Dosis: tifus perut 4 dd 250-500 mg selama maksimum 8 hari, diatas 60 tahun 2 dd 500 mg, anak-anak 20-30 mg/kg/hari. Gonore 1x2,5 g.
AMINOGLIKOSIDA
Saat ini antibiotika aminoglikosida masih mempunyai tempat dalam penanggulangan infeksi berat bakteri gram negatif, walaupun mereka bukan satu-satunya antibiotik yang efektif, sefalosporin generasi ketiga dan beberapa penisilin semisintetik baru, hampir sama efektif dan lebih aman, tetapi harganya terlalu mahal
Antibikroba yang termaksud aminoglikolisin adalah sebagai berikut:
Jenis Aminoglikolisid Fungus Penghasil
Streptomisin
Neomisin (campuran neomisin B&C)
Fremisetin (neomisin B)
Kanamisin
Paromomisin (aminosidin)
Gentamisin
Tobramisin
Amikasin Streptomyces friseaus
Streptomyces friseaus
Streptomyces lavendule
s. kanamycetius
s. rimosus
micromonospora pupurea
s. tenebrarius
Asilasi kanamisin A (semisintetik)
MAKROLID
Antibiotika golongan makrolid mempunyai persamaan yaitu terdapat cincin lakton dalam rumus molekulnya.
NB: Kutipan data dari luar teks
//! Uniform get/set/invoke surface for hosts holding runtime values.

use std::fmt;
use std::sync::Arc;

use crate::runner::api::Runtime;
use crate::runner::ds::class::ClassId;
use crate::runner::ds::error::RuntimeError;
use crate::runner::ds::instance::InstanceId;
use crate::runner::ds::method::MethodEntry;
use crate::runner::ds::value::Value;

/// A runtime value together with the runtime it belongs to.
#[derive(Clone)]
pub struct DynamicHandle {
    runtime: Runtime,
    value: Value,
}

impl DynamicHandle {
    pub fn new(runtime: Runtime, value: Value) -> Self {
        DynamicHandle { runtime, value }
    }

    pub fn value(&self) -> &Value {
        &self.value
    }

    pub fn into_value(self) -> Value {
        self.value
    }

    pub fn instance_id(&self) -> Option<InstanceId> {
        match self.value {
            Value::Object(id) => Some(id),
            _ => None,
        }
    }

    /// Member read: host field, method, then instance variable.
    pub fn get(&self, name: &str) -> Result<Value, RuntimeError> {
        self.runtime.get_member(&self.value, name)
    }

    /// Member write; a function value defines a singleton method.
    pub fn set(&self, name: &str, value: Value) -> Result<(), RuntimeError> {
        self.runtime.set_member(&self.value, name, value)
    }

    pub fn invoke(&self, name: &str, args: Vec<Value>) -> Result<Value, RuntimeError> {
        self.runtime.send(&self.value, name, args)
    }

    /// Call the value itself: partials complete, classes instantiate.
    pub fn call(&self, args: Vec<Value>) -> Result<Value, RuntimeError> {
        self.runtime.call_value(&self.value, args)
    }

    pub fn class(&self) -> Result<ClassRef, RuntimeError> {
        let id = self.runtime.class_of(&self.value)?;
        Ok(ClassRef::new(self.runtime.clone(), id))
    }
}

impl PartialEq for DynamicHandle {
    fn eq(&self, other: &Self) -> bool {
        self.value == other.value
    }
}

impl fmt::Debug for DynamicHandle {
    fn fmt(&self, f: &mut fmt::Formatter<'_>) -> fmt::Result {
        write!(f, "DynamicHandle({:?})", self.value)
    }
}

/// Handle to a class or module.
#[derive(Clone)]
pub struct ClassRef {
    runtime: Runtime,
    id: ClassId,
}

impl ClassRef {
    pub fn new(runtime: Runtime, id: ClassId) -> Self {
        ClassRef { runtime, id }
    }

    pub fn id(&self) -> ClassId {
        self.id
    }

    pub fn value(&self) -> Value {
        Value::Class(self.id)
    }

    pub fn name(&self) -> String {
        self.runtime.class_name(self.id)
    }

    pub fn superclass(&self) -> Option<ClassRef> {
        self.runtime
            .superclass_of(self.id)
            .map(|s| ClassRef::new(self.runtime.clone(), s))
    }

    pub fn ancestor_names(&self) -> Vec<String> {
        self.runtime
            .ancestors(self.id)
            .into_iter()
            .map(|c| self.runtime.class_name(c))
            .collect()
    }

    pub fn instance_methods(&self) -> Vec<String> {
        self.runtime.instance_method_names(self.id)
    }

    pub fn new_instance(&self, args: Vec<Value>) -> Result<DynamicHandle, RuntimeError> {
        let value = self.runtime.instantiate(self.id, args)?;
        Ok(DynamicHandle::new(self.runtime.clone(), value))
    }

    pub fn define_method(&self, entry: Arc<MethodEntry>) -> Result<(), RuntimeError> {
        self.runtime.define_method(self.id, entry)
    }

    pub fn define_class_method(&self, entry: Arc<MethodEntry>) -> Result<(), RuntimeError> {
        self.runtime.define_class_method(self.id, entry)
    }

    pub fn undef_method(&self, name: &str) -> Result<(), RuntimeError> {
        self.runtime.undef_method(self.id, name)
    }

    pub fn remove_method(&self, name: &str) -> Result<(), RuntimeError> {
        self.runtime.remove_method(self.id, name)
    }

    pub fn include(&self, module: ClassId) -> Result<(), RuntimeError> {
        self.runtime.include_module(self.id, module)
    }

    /// Class-level member read: class method, then nested constant.
    pub fn get(&self, name: &str) -> Result<Value, RuntimeError> {
        self.runtime.get_member(&self.value(), name)
    }

    /// A function value becomes an instance method; a class value a nested constant.
    pub fn set(&self, name: &str, value: Value) -> Result<(), RuntimeError> {
        self.runtime.set_member(&self.value(), name, value)
    }

    pub fn invoke(&self, name: &str, args: Vec<Value>) -> Result<Value, RuntimeError> {
        self.runtime.send(&self.value(), name, args)
    }
}

impl PartialEq for ClassRef {
    fn eq(&self, other: &Self) -> bool {
        self.id == other.id
    }
}

impl fmt::Debug for ClassRef {
    fn fmt(&self, f: &mut fmt::Formatter<'_>) -> fmt::Result {
        write!(f, "ClassRef({} #{})", self.name(), self.id)
    }
}
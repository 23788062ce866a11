//! Host interop: reflection, boxing and the handle surface.

pub mod boxing;
pub mod handle;
pub mod host;
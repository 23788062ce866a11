use crate::runner::api::Runtime;
use crate::runner::dispatch::resolver::MethodOwner;
use crate::runner::ds::error::RuntimeError;
use crate::runner::ds::value::Value;
use crate::runner::interop::host::HostRef;

/// Execution context handed to every method body.
///
/// Holds the bound receiver (`self`), the level the running method was found
/// at (for `super`), and the call-site postfix flag.
pub struct CallContext<'rt> {
    runtime: &'rt Runtime,
    receiver: Value,
    owner: MethodOwner,
    method_name: String,
    postfix: bool,
}

impl<'rt> CallContext<'rt> {
    pub fn new(
        runtime: &'rt Runtime,
        receiver: Value,
        owner: MethodOwner,
        method_name: impl Into<String>,
        postfix: bool,
    ) -> Self {
        CallContext {
            runtime,
            receiver,
            owner,
            method_name: method_name.into(),
            postfix,
        }
    }

    pub fn runtime(&self) -> &'rt Runtime {
        self.runtime
    }

    pub fn receiver(&self) -> &Value {
        &self.receiver
    }

    pub fn owner(&self) -> MethodOwner {
        self.owner
    }

    pub fn method_name(&self) -> &str {
        &self.method_name
    }

    /// True when a unary operator was written after its operand.
    pub fn is_postfix(&self) -> bool {
        self.postfix
    }

    /// `@name` on the receiver; unset reads as `nil`.
    pub fn ivar(&self, name: &str) -> Result<Value, RuntimeError> {
        self.runtime.ivar_get(&self.receiver, name)
    }

    pub fn set_ivar(&self, name: &str, value: Value) -> Result<(), RuntimeError> {
        self.runtime.ivar_set(&self.receiver, name, value)
    }

    /// `self.name(args)`.
    pub fn send_self(&self, name: &str, args: Vec<Value>) -> Result<Value, RuntimeError> {
        self.runtime.send(&self.receiver, name, args)
    }

    /// `super(args)`: the running method's name, resolved past the level
    /// that defines it.
    pub fn call_super(&self, args: Vec<Value>) -> Result<Value, RuntimeError> {
        self.runtime
            .send_super(&self.receiver, self.owner, &self.method_name, args)
    }

    /// `super.name(args)`.
    pub fn super_send(&self, name: &str, args: Vec<Value>) -> Result<Value, RuntimeError> {
        self.runtime
            .send_super(&self.receiver, self.owner, name, args)
    }

    /// Host value behind a boxed receiver.
    pub fn host(&self) -> Result<HostRef, RuntimeError> {
        self.runtime.host_of(&self.receiver).ok_or_else(|| {
            RuntimeError::TypeError(format!(
                "'{}' needs a host-backed receiver, got {}",
                self.method_name,
                self.receiver.type_name()
            ))
        })
    }

    /// Run `f` against the receiver's host value downcast to `T`.
    pub fn with_host<T: 'static, R>(&self, f: impl FnOnce(&T) -> R) -> Result<R, RuntimeError> {
        let host = self.host()?;
        let value = host.downcast_ref::<T>().ok_or_else(|| {
            RuntimeError::HostError(format!(
                "receiver of '{}' is a {}",
                self.method_name,
                host.type_name()
            ))
        })?;
        Ok(f(value))
    }

    /// First argument as an integer, for arithmetic built-ins.
    pub fn integer_arg(&self, args: &[Value], index: usize) -> Result<i64, RuntimeError> {
        match args.get(index) {
            Some(Value::Integer(i)) => Ok(*i),
            Some(other) => Err(RuntimeError::TypeError(format!(
                "'{}' expects an integer argument, got {}",
                self.method_name,
                other.type_name()
            ))),
            None => Err(RuntimeError::arity(
                &self.method_name,
                args.len(),
                (index + 1).to_string(),
            )),
        }
    }
}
Antibiotik golongan ini dan yang paling banyak digunakan adalah Eritromisin, Spiramisin, Roksitromisin, Linkomisin, Klindamisin, Polimiksin-B, Kolistin Basitrasin dan Vankomisin.
KUINOLON
Obat ini tidak tergolong antibiotika tetapi mempunyai daya antimikroba. Pada awal tahun 1980 diperkenalkan golongan kuinolon baru dengan flour terikat pada cincin kuinolon, karena itu dinamakan juga flourokuinolon. Golongan flourofloksasin yang sering digunakan dalam klinik yaitu, Sipofloksasin, Norfloksasin, Ofloksasin, Pefloksasin
TUBERKULOSTATIK DAN LEPROSTATIK
Tuberkolosis dan lepra disebabkan oleh bakteri/kukman tahan asam yang sifatnya berbeda dengan kuman lain, yaitu Mycobakterium tubercolosis dan M. Leprae
Penggolongan infeksi kuman tahan asam merupakan persoalan dan tantangan dalam bidang kemoterpa; resistensi dan efek samping masih merupakan masalah utama dalam pengobatan. Faktor yang mempersulit pengobatan ialah: 1. kurangnya daya tahan hospes 2. kurangnya daya bkterisid obat yang ada 3.timbulnya resistensi kuman terhadap obat 4. masalah efek samping obat.
TUBERKOLOSTATIK
Obat yang digunakan untuk tuberkolostatik dogolongkan atas dua kelompok yaitu 1. kelompok obat primer: isoniasid, rifampisin, etambutol, streptomisin dan pirazinamid. Obat-obat ini memperlihatkan efektivitas yang tinggi dengan toksistas yang dapat diterima dan sebagian besar penderita dapat disembuhkan dengan obat ini. 2 kelompok obat sekunder : Etionamid, PAS (Para Amino Salisilat), Sikloserin, Amikasin, Kanamisin.
Isoniaasid (=INH, ISONEX)
Derivat asam isonikotinat ini (1952) berkhasiat tuberkulostatis paling kuat terhadap M. Tuberkolosis (dalam fase istirahat) dan bersifat bakterisid terhadap basil yang sedang tumbuh pesat. Obat ini praktis tidak aktif terhadap bakteri lain. Isoniazida masih tetap merupakan obat kemoterapi terpenting dalam berbagai tipe tuberkulosa dan selalu dalam bentuk multi terapi dengan rimpafisin dan pirazinamida. Untuk profilaksis digunakan sebagai obat tunggal bagi orang-orang yang berhubungan dengan pasien TBC terbuka.
Efek sampingnya pada dosis normal (200-300 mg sehari) jarang dan ringan (gatal-gatal, ikterus), tetapi lebih sering terjadi bila dosis melebihi 400 mg. Yang terpenting adalah polineuriyis yakni radang saraf dengan gejala kejang dan gangguan penglihatan.